I had exactly the same thing with using a book and allocating units. I’m more used to books than the other people I worked with but I still found it hard. Mainly because it was one of the new ‘self-study/classroom’ use books which is a very difficult combination to pull off and only having 2 pages per unit made it ever more difficult. The other teachers were principally against books. Why? God knows. They found them constricting and even insulting one said.

In the end I did as you ie using it as a supplement. This worked well as the same book was used with every level from pre-int to CPE. Yes, it sounds mad but when everyone has to be tested the same then it is what was decided as fair.

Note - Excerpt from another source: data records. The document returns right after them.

//! `scalar_ops` provides the scalar arithmetic models: offset, linear
//! combination, and the trace of a symmetric second order tensor.

use crate::base::{Factory, OptionSet};
use crate::errors::{MateriaError, Result};
use crate::model::{Model, ModelBase, ModelRef, Param, Var, VariableName};
use crate::tensor::primitives::{PrimitiveTensor, Scalar, SR2};
use crate::tensor::Tensor;
use std::cell::RefCell;
use std::rc::Rc;

/// `y = x + c`, with `c` a (possibly nonlinear) scalar parameter.
pub struct ScalarOffset {
    base: ModelBase,
    x: Var,
    y: Var,
    offset: Param,
}

impl ScalarOffset {
    pub fn new(
        base_in: ModelBase,
        x_name: VariableName,
        y_name: VariableName,
        offset: Param,
    ) -> Result<Self> {
        let mut base = base_in;
        let x = if base.input_store().has(&x_name) {
            base.input_variable(&x_name)?
        } else {
            base.declare_input_variable::<Scalar>(x_name)?
        };
        let y = base.declare_output_variable::<Scalar>(y_name)?;
        Ok(ScalarOffset {
            base,
            x,
            y,
            offset,
        })
    }
}

impl Model for ScalarOffset {
    fn base(&self) -> &ModelBase {
        &self.base
    }

    fn base_mut(&mut self) -> &mut ModelBase {
        &mut self.base
    }

    fn set_value(&mut self, out: bool, dout: bool, _d2out: bool) -> Result<()> {
        if out {
            let x = self.x.value()?;
            let c = self.offset.value()?;
            self.y.set(x.add(&c)?)?;
        }
        if dout {
            self.y.d_assign(&self.x, Tensor::scalar(1.0))?;
            if let Param::Nonlinear(c) = &self.offset {
                self.y.d_assign(c, Tensor::scalar(1.0))?;
            }
        }
        Ok(())
    }
}

pub(crate) fn offset_ctor(
    name: &str,
    options: &OptionSet,
    factory: &mut Factory,
) -> Result<ModelRef> {
    let mut base = ModelBase::with_settings(name, factory.settings().clone());
    base.set_defines(true, true, true);
    let x_name = VariableName::parse(&options.get_str_or("x", "forces.x"));
    let y_name = VariableName::parse(&options.get_str_or("y", "state.y"));
    let offset = super::resolve_scalar_parameter(&mut base, factory, options, "offset")?;
    Ok(Rc::new(RefCell::new(ScalarOffset::new(
        base, x_name, y_name, offset,
    )?)))
}

/// `y = sum_i c_i x_i` over a list of scalar variables.
pub struct ScalarLinearCombination {
    base: ModelBase,
    from: Vec<Var>,
    to: Var,
    coefficients: Vec<f64>,
}

impl ScalarLinearCombination {
    pub fn new(
        base_in: ModelBase,
        from_names: Vec<VariableName>,
        to_name: VariableName,
        coefficients: Vec<f64>,
    ) -> Result<Self> {
        if from_names.len() != coefficients.len() {
            return Err(MateriaError::setup(format!(
                "{} coefficients were given for {} variables",
                coefficients.len(),
                from_names.len()
            )));
        }
        let mut base = base_in;
        let mut from = Vec::with_capacity(from_names.len());
        for name in from_names {
            from.push(if base.input_store().has(&name) {
                base.input_variable(&name)?
            } else {
                base.declare_input_variable::<Scalar>(name)?
            });
        }
        let to = base.declare_output_variable::<Scalar>(to_name)?;
        Ok(ScalarLinearCombination {
            base,
            from,
            to,
            coefficients,
        })
    }
}

impl Model for ScalarLinearCombination {
    fn base(&self) -> &ModelBase {
        &self.base
    }

    fn base_mut(&mut self) -> &mut ModelBase {
        &mut self.base
    }

    fn set_value(&mut self, out: bool, dout: bool, _d2out: bool) -> Result<()> {
        if out {
            let mut sum = Tensor::scalar(0.0);
            for (x, c) in self.from.iter().zip(&self.coefficients) {
                sum = sum.add(&x.value()?.mul_scalar(*c))?;
            }
            self.to.set(sum)?;
        }
        if dout {
            for (x, c) in self.from.iter().zip(&self.coefficients) {
                self.to.d_assign(x, Tensor::scalar(*c))?;
            }
        }
        Ok(())
    }
}

pub(crate) fn combination_ctor(
    name: &str,
    options: &OptionSet,
    factory: &mut Factory,
) -> Result<ModelRef> {
    let mut base = ModelBase::with_settings(name, factory.settings().clone());
    base.set_defines(true, true, true);
    let from_names: Vec<VariableName> = options
        .get_str_list("from_var")?
        .iter()
        .map(|s| VariableName::parse(s))
        .collect();
    let to_name = VariableName::parse(options.get_str("to_var")?);
    let coefficients = if options.contains("coefficients") {
        options.get_real_list("coefficients")?
    } else {
        vec![1.0; from_names.len()]
    };
    Ok(Rc::new(RefCell::new(ScalarLinearCombination::new(
        base,
        from_names,
        to_name,
        coefficients,
    )?)))
}

/// The trace of a symmetric second order tensor.
pub struct SR2Trace {
    base: ModelBase,
    tensor: Var,
    to: Var,
}

impl SR2Trace {
    pub fn new(base_in: ModelBase, tensor_name: VariableName, to_name: VariableName) -> Result<Self> {
        let mut base = base_in;
        let tensor = base.declare_input_variable::<SR2>(tensor_name)?;
        let to = base.declare_output_variable::<Scalar>(to_name)?;
        Ok(SR2Trace { base, tensor, to })
    }
}

impl Model for SR2Trace {
    fn base(&self) -> &ModelBase {
        &self.base
    }

    fn base_mut(&mut self) -> &mut ModelBase {
        &mut self.base
    }

    fn set_value(&mut self, out: bool, dout: bool, _d2out: bool) -> Result<()> {
        if out {
            let s = SR2::from_tensor(self.tensor.value()?)?;
            self.to.set(s.tr()?.into_tensor())?;
        }
        if dout {
            self.to
                .d_assign(&self.tensor, SR2::identity().into_tensor())?;
        }
        Ok(())
    }
}

pub(crate) fn trace_ctor(
    name: &str,
    options: &OptionSet,
    factory: &mut Factory,
) -> Result<ModelRef> {
    let mut base = ModelBase::with_settings(name, factory.settings().clone());
    base.set_defines(true, true, true);
    let tensor_name = VariableName::parse(options.get_str("tensor")?);
    let to_name = VariableName::parse(options.get_str("to_var")?);
    Ok(Rc::new(RefCell::new(SR2Trace::new(
        base,
        tensor_name,
        to_name,
    )?)))
}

As usual I found the extra resources far more useful which may be why the new CUP Prof Eng books seem to be 1/3 traditional book and the rest is teacher stuff. Then add on all the online stuff and the teacher ends up with an arsenal of resources to play around with and the book can be used or not used as and when. If this continues we may just end up with teacher resource books. I saw one publisher is selling German study courses unit-by-unit. That might be another option. Instead of buying a book you could buy U2,3,4 packs or online components. Hmmmm.

phil3wade

Yes, there can be a lot and things seem to be in a transitional phase of half paper and half online. I still see people downloading materials and whole teacher books but !I also see a lot of students who won’t buy books because they are expensive, schools too. However, I’ve noticed that Global and Harper are selling very affordable books nowadays and you can get apps of books for less than 10 Euros.

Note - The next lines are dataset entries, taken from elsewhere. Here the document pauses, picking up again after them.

//! `traceable` defines shape values that may be either concrete
//! integers or opaque scalar tensors carried through graph tracing.
//!
//! During graph capture a dynamic extent must not be treated as a
//! constant: a captured graph is replayed on inputs whose dynamic
//! extents differ from the trace-time ones. [`TraceableShape::of`]
//! therefore reads the dynamic sizes of a tensor as recorded `SizeOf`
//! values while a trace is open, and the gradient reduction machinery
//! consults [`TraceableShape::is_concrete`] to decide whether a
//! reduction target may be captured concretely or has to travel as a
//! live graph value.

use crate::tensor::op::{dispatch, Op};
use crate::tensor::Tensor;
use std::fmt;
use std::ops::{Add, Mul};

/// A single dimension size: concrete, or an opaque 0-d tensor recorded
/// during tracing.
#[derive(Clone, Debug)]
pub enum TraceableSize {
    Concrete(usize),
    Traced(Tensor),
}

impl TraceableSize {
    /// The tensor representing the traceable size, if it is traceable.
    pub fn traceable(&self) -> Option<&Tensor> {
        match self {
            TraceableSize::Concrete(_) => None,
            TraceableSize::Traced(t) => Some(t),
        }
    }

    /// The concrete size, without any traceable information.
    pub fn concrete(&self) -> usize {
        match self {
            TraceableSize::Concrete(s) => *s,
            TraceableSize::Traced(t) => t.data()[0] as usize,
        }
    }

    /// The size represented as a scalar tensor (possibly traceable).
    pub fn as_tensor(&self) -> Tensor {
        match self {
            TraceableSize::Concrete(s) => Tensor::scalar(*s as f64),
            TraceableSize::Traced(t) => t.clone(),
        }
    }
}

impl From<usize> for TraceableSize {
    fn from(s: usize) -> Self {
        TraceableSize::Concrete(s)
    }
}

/// Comparison is on concrete values.
impl PartialEq for TraceableSize {
    fn eq(&self, other: &Self) -> bool {
        self.concrete() == other.concrete()
    }
}

impl Eq for TraceableSize {}

/// Arithmetic promotes to opaque if either side is opaque.
impl Add for &TraceableSize {
    type Output = TraceableSize;

    fn add(self, rhs: &TraceableSize) -> TraceableSize {
        match (self, rhs) {
            (TraceableSize::Concrete(a), TraceableSize::Concrete(b)) => {
                TraceableSize::Concrete(a + b)
            }
            _ => TraceableSize::Traced(
                self.as_tensor()
                    .add(&rhs.as_tensor())
                    .expect("scalar sizes are always addable"),
            ),
        }
    }
}

impl Mul for &TraceableSize {
    type Output = TraceableSize;

    fn mul(self, rhs: &TraceableSize) -> TraceableSize {
        match (self, rhs) {
            (TraceableSize::Concrete(a), TraceableSize::Concrete(b)) => {
                TraceableSize::Concrete(a * b)
            }
            _ => TraceableSize::Traced(
                self.as_tensor()
                    .mul(&rhs.as_tensor())
                    .expect("scalar sizes are always multipliable"),
            ),
        }
    }
}

impl fmt::Display for TraceableSize {
    fn fmt(&self, f: &mut fmt::Formatter<'_>) -> fmt::Result {
        match self {
            TraceableSize::Concrete(s) => write!(f, "{}", s),
            TraceableSize::Traced(_) => write!(f, "{}*", self.concrete()),
        }
    }
}

/// A shape whose entries are traceable sizes.
#[derive(Clone, Debug, PartialEq, Eq)]
pub struct TraceableShape(Vec<TraceableSize>);

impl TraceableShape {
    pub fn from_sizes(sizes: &[usize]) -> Self {
        TraceableShape(sizes.iter().map(|s| TraceableSize::Concrete(*s)).collect())
    }

    /// The dynamic sizes of a tensor. Under active graph capture the
    /// entries are opaque scalar tensors, recorded into the open trace
    /// so replays recompute them from the runtime inputs.
    pub fn of(t: &Tensor) -> Self {
        if super::tracer::is_tracing() && t.dynamic_dim() > 0 {
            TraceableShape(
                (0..t.dynamic_dim())
                    .map(|i| {
                        TraceableSize::Traced(
                            dispatch(Op::SizeOf { dim: i as i64 }, &[t])
                                .expect("dynamic extents are always readable"),
                        )
                    })
                    .collect(),
            )
        } else {
            Self::from_sizes(t.dynamic_sizes())
        }
    }

    pub fn len(&self) -> usize {
        self.0.len()
    }

    pub fn is_empty(&self) -> bool {
        self.0.is_empty()
    }

    pub fn sizes(&self) -> &[TraceableSize] {
        &self.0
    }

    /// Whether every entry is a concrete integer. A false return means
    /// a trace is being captured and the extents are opaque.
    pub fn is_concrete(&self) -> bool {
        self.0
            .iter()
            .all(|s| matches!(s, TraceableSize::Concrete(_)))
    }

    /// The concrete shape, without any traceable information.
    pub fn concrete(&self) -> Vec<usize> {
        self.0.iter().map(|s| s.concrete()).collect()
    }
}

#[cfg(test)]
mod tests {
    use super::*;

    #[test]
    fn concrete_arithmetic() {
        let a = TraceableSize::Concrete(3);
        let b = TraceableSize::Concrete(4);
        assert_eq!((&a + &b).concrete(), 7);
        assert_eq!((&a * &b).concrete(), 12);
    }

    #[test]
    fn opaque_promotes() {
        let a = TraceableSize::Traced(Tensor::scalar(3.0));
        let b = TraceableSize::Concrete(4);
        let sum = &a + &b;
        assert!(sum.traceable().is_some());
        assert_eq!(sum.concrete(), 7);
        assert_eq!(a, TraceableSize::Concrete(3));
    }

    #[test]
    fn as_tensor() {
        let a = TraceableSize::Concrete(5);
        assert_eq!(a.as_tensor().item().unwrap(), 5.0);
    }

    #[test]
    fn opaque_under_capture() {
        let t = Tensor::zeros(&[4], &[], &[2]);
        assert!(TraceableShape::of(&t).is_concrete());

        let inputs = vec![t];
        crate::jit::tracer::trace(&inputs, || {
            let shape = TraceableShape::of(&inputs[0]);
            assert!(!shape.is_concrete());
            assert_eq!(shape.concrete(), vec![4]);
            Ok(vec![inputs[0].clone()])
        })
        .unwrap();
    }
}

What annoys me is the attitude of some teachers/professors/lecturers when they refuse to use books but then copy random bits and pieces and seem to think that their packs are superior. Some do make their own stuff and reuse it and credit to them but I don’t think there’s anything unprofessional about using a book at that level. Now teachers forcing students and departments to use their books is another issue.

phil3wade

Good point but that would rely on 1)having enough good resources 2)knowing how to put them together 3)having enough of a budget copy in huge quantities 4)having the ability to do mass copies 5)not breaking any laws.

I’ve seen and had to use packs of 5 to 25 copies without answers, listening or other sources. Some of them were just readings and others grammar sheets. I think the person who put them together knows how to use them but coming in as a newbie is very difficult as you are teaching materials with no plan or answers. I can also safely say that a lot of them get left behind, lost or just not used because there’s no time.

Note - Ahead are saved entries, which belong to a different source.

//! `shape` contains the runtime shape utilities used by the tensor engine
//! together with the `typenum`-based machinery that lets primitive tensor
//! types carry their base shape at the type level.
//!
//! Runtime shapes are plain `Vec<usize>`/`&[usize]` in row-major order.
//! Type-level shapes are `typenum` `TArr`s; marker traits provide
//! conversion to their runtime counterparts. Type-level shapes are only
//! used for the fixed base shapes of primitive tensor types, everything
//! batched is runtime.

use crate::errors::{MateriaError, Result};
use generic_array::ArrayLength;
use std::ops::Mul;
use typenum::operator_aliases::Prod;
use typenum::{ATerm, TArr, Unsigned, U1};

/// Computes the intrinsic row-major strides of a shape, reusing the
/// input allocation.
pub fn strides_in_place(mut shape: Vec<usize>) -> Vec<usize> {
    let mut product = 1;
    for stride in shape.iter_mut().rev() {
        let tmp = product;
        product *= *stride;
        *stride = tmp;
    }

    shape
}

/// Number of elements held by a shape. The empty shape holds one element.
pub fn numel(shape: &[usize]) -> usize {
    shape.iter().product()
}

/// Concatenates shape fragments into one shape.
pub fn add_shapes(parts: &[&[usize]]) -> Vec<usize> {
    let mut shape = Vec::with_capacity(parts.iter().map(|p| p.len()).sum());
    for part in parts {
        shape.extend_from_slice(part);
    }
    shape
}

/// Normalizes a possibly negative dimension index into `[0, dim)`.
pub fn normalize_dim(i: i64, dim: usize) -> Result<usize> {
    let j = if i < 0 { i + dim as i64 } else { i };
    if j < 0 || j >= dim as i64 {
        return Err(MateriaError::shape(format!(
            "dimension index {} is out of range for {} dimensions",
            i, dim
        )));
    }
    Ok(j as usize)
}

/// Computes the broadcast of two shapes with the usual right-aligned
/// rules: dimensions must be equal or one of them must be 1.
pub fn broadcast_shapes(a: &[usize], b: &[usize]) -> Result<Vec<usize>> {
    let max_len = a.len().max(b.len());
    let mut result = Vec::with_capacity(max_len);

    for i in 0..max_len {
        let da = if i < a.len() { a[a.len() - 1 - i] } else { 1 };
        let db = if i < b.len() { b[b.len() - 1 - i] } else { 1 };

        if da == db || db == 1 {
            result.push(da);
        } else if da == 1 {
            result.push(db);
        } else {
            return Err(MateriaError::shape(format!(
                "shapes {:?} and {:?} are not broadcastable",
                a, b
            )));
        }
    }

    result.reverse();
    Ok(result)
}

/// Whether `from` can be expanded to `to` (right-aligned; every
/// dimension of `from` equals the target or is 1).
pub fn is_expandable_to(from: &[usize], to: &[usize]) -> bool {
    if from.len() > to.len() {
        return false;
    }
    from.iter()
        .rev()
        .zip(to.iter().rev())
        .all(|(f, t)| *f == *t || *f == 1)
}

/// Resolves an expand-size list against an existing shape. A target of
/// `usize::MAX` keeps the existing size (the `-1` convention).
pub fn resolve_expand(from: &[usize], to: &[usize]) -> Result<Vec<usize>> {
    if to.len() < from.len() {
        return Err(MateriaError::shape(format!(
            "cannot expand shape {:?} to the shorter shape {:?}",
            from, to
        )));
    }
    let pad = to.len() - from.len();
    let mut result = Vec::with_capacity(to.len());
    for (i, t) in to.iter().enumerate() {
        let f = if i < pad { 1 } else { from[i - pad] };
        let target = if *t == usize::MAX { f } else { *t };
        if f != target && f != 1 {
            return Err(MateriaError::shape(format!(
                "cannot expand shape {:?} to {:?}: dimension of size {} is not 1",
                from, to, f
            )));
        }
        result.push(target);
    }
    Ok(result)
}

/// Marker trait implemented on `typenum`'s `TArr` containing a collection
/// of type-level unsigned integers. Provides means of conversion for
/// runtime use.
pub unsafe trait StaticShape {
    /// Number of elements in the tensor, i.e. product of all dimensions of the shape.
    const NUM_ELEMENTS: usize;
    /// Number of axes in the shape.
    const LEN: usize;
    /// Outputs a `Vec` containing the runtime version of the shape.
    fn to_vec() -> Vec<usize>;
    /// Outputs a `Vec` containing the intrinsic strides of the shape.
    fn strides() -> Vec<usize>;
}

unsafe impl StaticShape for ATerm {
    const NUM_ELEMENTS: usize = 1;
    const LEN: usize = 0;

    #[inline]
    fn to_vec() -> Vec<usize> {
        Vec::new()
    }

    #[inline]
    fn strides() -> Vec<usize> {
        Vec::new()
    }
}

unsafe impl<D, A> StaticShape for TArr<D, A>
where
    A: StaticShape,
    D: Unsigned,
{
    const NUM_ELEMENTS: usize = D::USIZE * A::NUM_ELEMENTS;
    const LEN: usize = A::LEN + 1;

    #[inline]
    fn to_vec() -> Vec<usize> {
        let mut vec = A::to_vec();
        vec.push(D::USIZE);

        vec
    }

    #[inline]
    fn strides() -> Vec<usize> {
        strides_in_place(Self::to_vec())
    }
}

/// Marker trait implemented on static shapes that provides a type-level
/// number of elements usable as a `generic-array` length, for fixed-size
/// construction of primitive tensors.
pub unsafe trait NumElements<T> {
    type Output: Unsigned + ArrayLength<T>;

    fn num_elements() -> usize {
        <Self::Output as Unsigned>::to_usize()
    }
}

unsafe impl<T> NumElements<T> for ATerm {
    type Output = U1;
}

unsafe impl<T, S, A> NumElements<T> for TArr<S, A>
where
    A: NumElements<T>,
    S: Unsigned + Mul<<A as NumElements<T>>::Output>,
    Prod<S, <A as NumElements<T>>::Output>: Unsigned + ArrayLength<T>,
{
    type Output = Prod<S, <A as NumElements<T>>::Output>;
}

/// 0D shape alias (scalars).
pub type Shape0D = ATerm;
/// 1D shape alias.
pub type Shape1D<S0> = TArr<S0, ATerm>;
/// 2D shape alias.
pub type Shape2D<S0, S1> = TArr<S1, TArr<S0, ATerm>>;
/// 3D shape alias.
pub type Shape3D<S0, S1, S2> = TArr<S2, TArr<S1, TArr<S0, ATerm>>>;
/// 4D shape alias.
pub type Shape4D<S0, S1, S2, S3> = TArr<S3, TArr<S2, TArr<S1, TArr<S0, ATerm>>>>;

#[cfg(test)]
mod tests {
    use super::*;
    use typenum::{U2, U3, U6};

    #[test]
    fn static_shape() {
        assert_eq!(<Shape2D<U3, U2> as StaticShape>::to_vec(), vec![3, 2]);
        assert_eq!(<Shape2D<U3, U2> as StaticShape>::strides(), vec![2, 1]);
        assert_eq!(<Shape2D<U3, U2> as StaticShape>::NUM_ELEMENTS, 6);
        assert_eq!(<Shape1D<U6> as StaticShape>::NUM_ELEMENTS, 6);
        assert_eq!(<Shape0D as StaticShape>::to_vec(), Vec::<usize>::new());
    }

    #[test]
    fn broadcast() {
        assert_eq!(broadcast_shapes(&[2, 1], &[1, 5]).unwrap(), vec![2, 5]);
        assert_eq!(broadcast_shapes(&[5], &[2, 5]).unwrap(), vec![2, 5]);
        assert_eq!(broadcast_shapes(&[], &[3]).unwrap(), vec![3]);
        assert!(broadcast_shapes(&[2], &[3]).is_err());
    }

    #[test]
    fn expand_resolution() {
        assert_eq!(
            resolve_expand(&[1, 4], &[3, 4]).unwrap(),
            vec![3, 4]
        );
        assert_eq!(
            resolve_expand(&[4], &[3, usize::MAX]).unwrap(),
            vec![3, 4]
        );
        assert!(resolve_expand(&[2, 4], &[3, 4]).is_err());
    }

    #[test]
    fn strides() {
        assert_eq!(strides_in_place(vec![2, 3, 4]), vec![12, 4, 1]);
        assert_eq!(strides_in_place(vec![]), Vec::<usize>::new());
    }
}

A solution I used at one place was putting them together into a copied book but students didn’t want to pay for it.

Oh, a solution I’ve seen a bit of for avoiding copyright is retyping. I had a boss who used to retype entire pages from a book. Another just copied entire books. When I used to copy stuff direct with the reprographics man I had to fill in forms which meant the department had to pay for every single copy. The same for Harvard cases. It did get expensive I think.

A couple of years back a dean decided to encourage us to create our own stuff so I spent the summer writing a course. This involved the syllabus, a few copies, all my own PPT and some online stuff I chose. In the end they had a full and cohesive course that only had a few things which needed copying and their solution to that was that the class monitor did it for every student and they paid. As a teacher that was great although they locked the copier away in a vault so I did have to do and pay for the master copies.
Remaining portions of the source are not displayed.